▶ [Given data]:
------------------------------

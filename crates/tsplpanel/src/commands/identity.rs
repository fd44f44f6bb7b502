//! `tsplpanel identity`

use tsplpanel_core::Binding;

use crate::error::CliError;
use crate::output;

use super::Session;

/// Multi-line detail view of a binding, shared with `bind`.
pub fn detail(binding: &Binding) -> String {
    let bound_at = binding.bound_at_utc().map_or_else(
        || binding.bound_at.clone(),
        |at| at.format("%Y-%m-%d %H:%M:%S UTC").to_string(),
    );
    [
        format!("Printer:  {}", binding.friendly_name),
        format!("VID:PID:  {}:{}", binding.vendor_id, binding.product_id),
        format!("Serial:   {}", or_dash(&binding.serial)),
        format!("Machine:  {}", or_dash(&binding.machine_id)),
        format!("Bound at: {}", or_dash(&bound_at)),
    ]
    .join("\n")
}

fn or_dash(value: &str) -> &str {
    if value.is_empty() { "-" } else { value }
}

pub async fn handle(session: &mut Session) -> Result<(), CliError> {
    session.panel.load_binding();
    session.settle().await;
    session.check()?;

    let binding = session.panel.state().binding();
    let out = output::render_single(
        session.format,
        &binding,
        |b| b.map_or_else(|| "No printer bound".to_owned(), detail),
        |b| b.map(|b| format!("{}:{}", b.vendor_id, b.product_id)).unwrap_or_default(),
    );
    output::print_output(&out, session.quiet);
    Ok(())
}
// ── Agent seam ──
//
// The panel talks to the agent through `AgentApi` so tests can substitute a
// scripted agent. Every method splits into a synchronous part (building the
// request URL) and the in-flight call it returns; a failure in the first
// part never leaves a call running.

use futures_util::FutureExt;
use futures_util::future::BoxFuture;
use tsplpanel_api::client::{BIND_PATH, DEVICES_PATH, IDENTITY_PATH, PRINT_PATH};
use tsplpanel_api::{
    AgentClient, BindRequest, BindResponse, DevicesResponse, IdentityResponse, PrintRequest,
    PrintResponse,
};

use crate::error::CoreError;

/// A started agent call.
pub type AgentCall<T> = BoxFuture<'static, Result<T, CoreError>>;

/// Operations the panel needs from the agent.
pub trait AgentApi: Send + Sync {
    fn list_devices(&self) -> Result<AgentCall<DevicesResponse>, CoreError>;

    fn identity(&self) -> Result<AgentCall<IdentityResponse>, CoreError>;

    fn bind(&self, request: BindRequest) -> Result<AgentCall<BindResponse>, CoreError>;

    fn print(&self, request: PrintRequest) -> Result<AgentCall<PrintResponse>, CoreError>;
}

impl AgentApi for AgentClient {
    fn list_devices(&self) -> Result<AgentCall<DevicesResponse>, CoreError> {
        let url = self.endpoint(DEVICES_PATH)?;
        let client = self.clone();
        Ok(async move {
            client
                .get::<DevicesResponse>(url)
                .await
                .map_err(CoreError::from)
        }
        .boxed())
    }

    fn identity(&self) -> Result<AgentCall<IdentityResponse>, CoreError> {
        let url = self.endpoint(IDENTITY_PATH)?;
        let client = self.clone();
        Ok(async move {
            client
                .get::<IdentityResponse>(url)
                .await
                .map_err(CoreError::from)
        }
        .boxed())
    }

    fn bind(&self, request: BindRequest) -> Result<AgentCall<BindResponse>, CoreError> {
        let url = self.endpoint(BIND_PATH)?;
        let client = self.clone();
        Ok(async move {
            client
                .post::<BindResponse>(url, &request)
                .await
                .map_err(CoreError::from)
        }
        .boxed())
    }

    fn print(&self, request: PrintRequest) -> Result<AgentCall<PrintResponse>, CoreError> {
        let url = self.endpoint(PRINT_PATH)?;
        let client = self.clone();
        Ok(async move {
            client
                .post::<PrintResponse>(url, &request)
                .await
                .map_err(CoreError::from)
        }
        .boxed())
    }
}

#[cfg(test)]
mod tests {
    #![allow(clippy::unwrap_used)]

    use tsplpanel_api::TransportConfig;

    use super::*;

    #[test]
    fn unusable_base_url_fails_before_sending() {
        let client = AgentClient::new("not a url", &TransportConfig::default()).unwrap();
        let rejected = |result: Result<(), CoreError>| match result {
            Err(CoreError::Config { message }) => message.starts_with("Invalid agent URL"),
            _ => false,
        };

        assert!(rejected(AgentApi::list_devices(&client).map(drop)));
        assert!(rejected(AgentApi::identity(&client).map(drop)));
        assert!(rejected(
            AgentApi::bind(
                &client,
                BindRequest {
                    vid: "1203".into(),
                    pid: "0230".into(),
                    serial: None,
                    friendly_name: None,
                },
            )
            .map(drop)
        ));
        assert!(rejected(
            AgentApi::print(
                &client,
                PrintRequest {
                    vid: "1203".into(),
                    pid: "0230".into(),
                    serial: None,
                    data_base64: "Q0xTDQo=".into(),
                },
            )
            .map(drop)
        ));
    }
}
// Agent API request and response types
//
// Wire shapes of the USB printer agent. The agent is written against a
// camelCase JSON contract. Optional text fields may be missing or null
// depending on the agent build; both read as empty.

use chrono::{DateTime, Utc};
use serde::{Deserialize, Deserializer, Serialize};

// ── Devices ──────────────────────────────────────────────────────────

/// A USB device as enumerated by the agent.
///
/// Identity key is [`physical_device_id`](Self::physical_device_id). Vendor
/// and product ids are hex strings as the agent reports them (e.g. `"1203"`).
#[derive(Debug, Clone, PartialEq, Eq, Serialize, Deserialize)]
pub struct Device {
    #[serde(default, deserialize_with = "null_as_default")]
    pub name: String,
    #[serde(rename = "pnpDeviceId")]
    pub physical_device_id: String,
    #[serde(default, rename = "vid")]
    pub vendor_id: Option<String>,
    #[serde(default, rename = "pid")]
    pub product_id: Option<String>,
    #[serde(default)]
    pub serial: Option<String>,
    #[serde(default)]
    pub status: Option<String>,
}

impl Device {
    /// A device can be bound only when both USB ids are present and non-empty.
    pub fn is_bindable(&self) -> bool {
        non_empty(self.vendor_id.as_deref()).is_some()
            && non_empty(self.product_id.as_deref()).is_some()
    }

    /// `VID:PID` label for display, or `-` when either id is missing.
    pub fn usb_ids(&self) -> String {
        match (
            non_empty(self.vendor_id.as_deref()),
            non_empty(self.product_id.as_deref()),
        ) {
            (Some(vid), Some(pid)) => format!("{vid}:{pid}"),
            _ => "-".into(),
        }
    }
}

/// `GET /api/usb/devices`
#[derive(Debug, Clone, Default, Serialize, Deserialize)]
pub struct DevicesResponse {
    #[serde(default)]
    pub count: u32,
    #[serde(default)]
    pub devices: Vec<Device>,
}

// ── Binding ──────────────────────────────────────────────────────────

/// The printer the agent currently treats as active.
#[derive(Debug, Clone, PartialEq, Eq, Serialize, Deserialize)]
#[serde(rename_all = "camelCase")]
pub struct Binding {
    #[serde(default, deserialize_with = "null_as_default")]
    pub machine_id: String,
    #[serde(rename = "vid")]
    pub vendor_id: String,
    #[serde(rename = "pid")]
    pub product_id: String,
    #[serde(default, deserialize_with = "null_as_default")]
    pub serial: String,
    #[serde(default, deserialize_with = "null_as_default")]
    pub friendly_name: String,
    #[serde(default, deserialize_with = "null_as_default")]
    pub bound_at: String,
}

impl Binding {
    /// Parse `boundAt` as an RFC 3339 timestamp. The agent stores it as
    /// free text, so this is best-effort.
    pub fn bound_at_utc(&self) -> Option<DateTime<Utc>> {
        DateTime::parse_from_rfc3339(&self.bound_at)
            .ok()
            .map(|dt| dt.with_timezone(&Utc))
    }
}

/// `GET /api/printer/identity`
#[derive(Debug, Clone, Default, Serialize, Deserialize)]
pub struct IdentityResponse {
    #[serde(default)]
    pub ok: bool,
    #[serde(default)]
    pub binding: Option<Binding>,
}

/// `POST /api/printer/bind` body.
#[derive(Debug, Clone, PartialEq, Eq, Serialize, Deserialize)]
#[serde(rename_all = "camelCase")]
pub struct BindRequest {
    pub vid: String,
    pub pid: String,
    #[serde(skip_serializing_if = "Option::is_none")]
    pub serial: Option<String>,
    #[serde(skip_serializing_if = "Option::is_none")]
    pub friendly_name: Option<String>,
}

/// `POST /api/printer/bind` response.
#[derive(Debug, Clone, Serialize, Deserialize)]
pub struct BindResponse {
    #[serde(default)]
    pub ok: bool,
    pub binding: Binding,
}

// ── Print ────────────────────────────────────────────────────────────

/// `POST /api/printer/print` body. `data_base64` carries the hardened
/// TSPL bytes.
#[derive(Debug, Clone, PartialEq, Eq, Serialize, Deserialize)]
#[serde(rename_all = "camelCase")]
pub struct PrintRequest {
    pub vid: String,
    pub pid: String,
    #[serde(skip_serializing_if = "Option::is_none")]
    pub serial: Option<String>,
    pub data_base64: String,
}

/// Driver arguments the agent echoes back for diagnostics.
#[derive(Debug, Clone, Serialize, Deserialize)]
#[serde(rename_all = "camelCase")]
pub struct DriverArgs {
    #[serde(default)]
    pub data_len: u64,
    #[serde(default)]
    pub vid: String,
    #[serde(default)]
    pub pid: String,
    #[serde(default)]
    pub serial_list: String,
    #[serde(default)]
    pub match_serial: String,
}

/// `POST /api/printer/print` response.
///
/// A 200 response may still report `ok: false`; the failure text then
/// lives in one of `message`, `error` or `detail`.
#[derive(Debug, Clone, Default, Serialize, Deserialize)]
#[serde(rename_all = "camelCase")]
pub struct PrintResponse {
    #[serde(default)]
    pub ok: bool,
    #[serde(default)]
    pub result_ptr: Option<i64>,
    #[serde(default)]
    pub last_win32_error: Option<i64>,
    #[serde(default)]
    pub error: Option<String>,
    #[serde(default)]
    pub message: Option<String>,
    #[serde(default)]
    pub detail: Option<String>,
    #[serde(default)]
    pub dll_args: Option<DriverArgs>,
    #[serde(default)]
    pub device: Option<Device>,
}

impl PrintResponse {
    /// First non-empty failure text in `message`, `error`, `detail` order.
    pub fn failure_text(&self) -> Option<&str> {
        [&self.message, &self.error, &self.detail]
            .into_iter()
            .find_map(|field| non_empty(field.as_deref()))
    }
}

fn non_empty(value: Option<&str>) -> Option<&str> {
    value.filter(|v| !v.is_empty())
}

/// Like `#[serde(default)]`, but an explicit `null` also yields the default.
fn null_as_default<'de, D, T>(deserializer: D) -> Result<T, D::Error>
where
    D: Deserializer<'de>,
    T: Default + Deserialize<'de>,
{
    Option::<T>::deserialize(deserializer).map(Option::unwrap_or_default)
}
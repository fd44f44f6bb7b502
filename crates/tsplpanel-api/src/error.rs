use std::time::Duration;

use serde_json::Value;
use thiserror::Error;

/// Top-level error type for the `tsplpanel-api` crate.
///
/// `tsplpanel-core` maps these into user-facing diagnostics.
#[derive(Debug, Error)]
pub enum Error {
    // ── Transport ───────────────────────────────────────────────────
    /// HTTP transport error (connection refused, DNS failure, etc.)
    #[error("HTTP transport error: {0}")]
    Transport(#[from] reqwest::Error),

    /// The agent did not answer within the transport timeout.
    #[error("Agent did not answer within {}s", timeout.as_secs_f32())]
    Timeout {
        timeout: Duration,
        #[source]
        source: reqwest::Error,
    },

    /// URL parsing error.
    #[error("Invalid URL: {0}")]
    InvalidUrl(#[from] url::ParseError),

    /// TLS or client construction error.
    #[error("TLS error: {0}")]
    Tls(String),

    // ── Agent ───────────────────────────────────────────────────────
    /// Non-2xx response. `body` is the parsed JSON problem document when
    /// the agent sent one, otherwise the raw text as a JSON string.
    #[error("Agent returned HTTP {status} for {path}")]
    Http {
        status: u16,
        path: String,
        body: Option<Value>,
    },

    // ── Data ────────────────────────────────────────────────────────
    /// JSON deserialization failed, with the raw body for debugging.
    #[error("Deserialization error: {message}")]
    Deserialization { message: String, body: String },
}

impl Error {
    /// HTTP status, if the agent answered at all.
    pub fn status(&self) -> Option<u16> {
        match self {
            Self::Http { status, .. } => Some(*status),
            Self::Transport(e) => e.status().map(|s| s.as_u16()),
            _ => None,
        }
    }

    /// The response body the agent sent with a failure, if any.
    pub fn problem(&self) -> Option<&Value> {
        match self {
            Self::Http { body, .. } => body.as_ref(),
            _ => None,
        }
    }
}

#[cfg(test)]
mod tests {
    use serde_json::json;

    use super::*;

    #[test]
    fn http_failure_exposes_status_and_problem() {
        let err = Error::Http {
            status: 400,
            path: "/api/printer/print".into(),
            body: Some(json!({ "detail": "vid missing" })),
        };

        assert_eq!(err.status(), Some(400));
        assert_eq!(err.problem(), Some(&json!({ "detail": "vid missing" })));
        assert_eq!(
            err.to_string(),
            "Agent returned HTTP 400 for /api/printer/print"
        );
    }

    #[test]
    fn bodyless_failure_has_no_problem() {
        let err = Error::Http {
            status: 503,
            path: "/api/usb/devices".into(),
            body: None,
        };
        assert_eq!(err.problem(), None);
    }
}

------------------------------

▶ [Task]: Respond with a number only: how many lines in the material contain the string "missing"?

▶ [Written response]: 4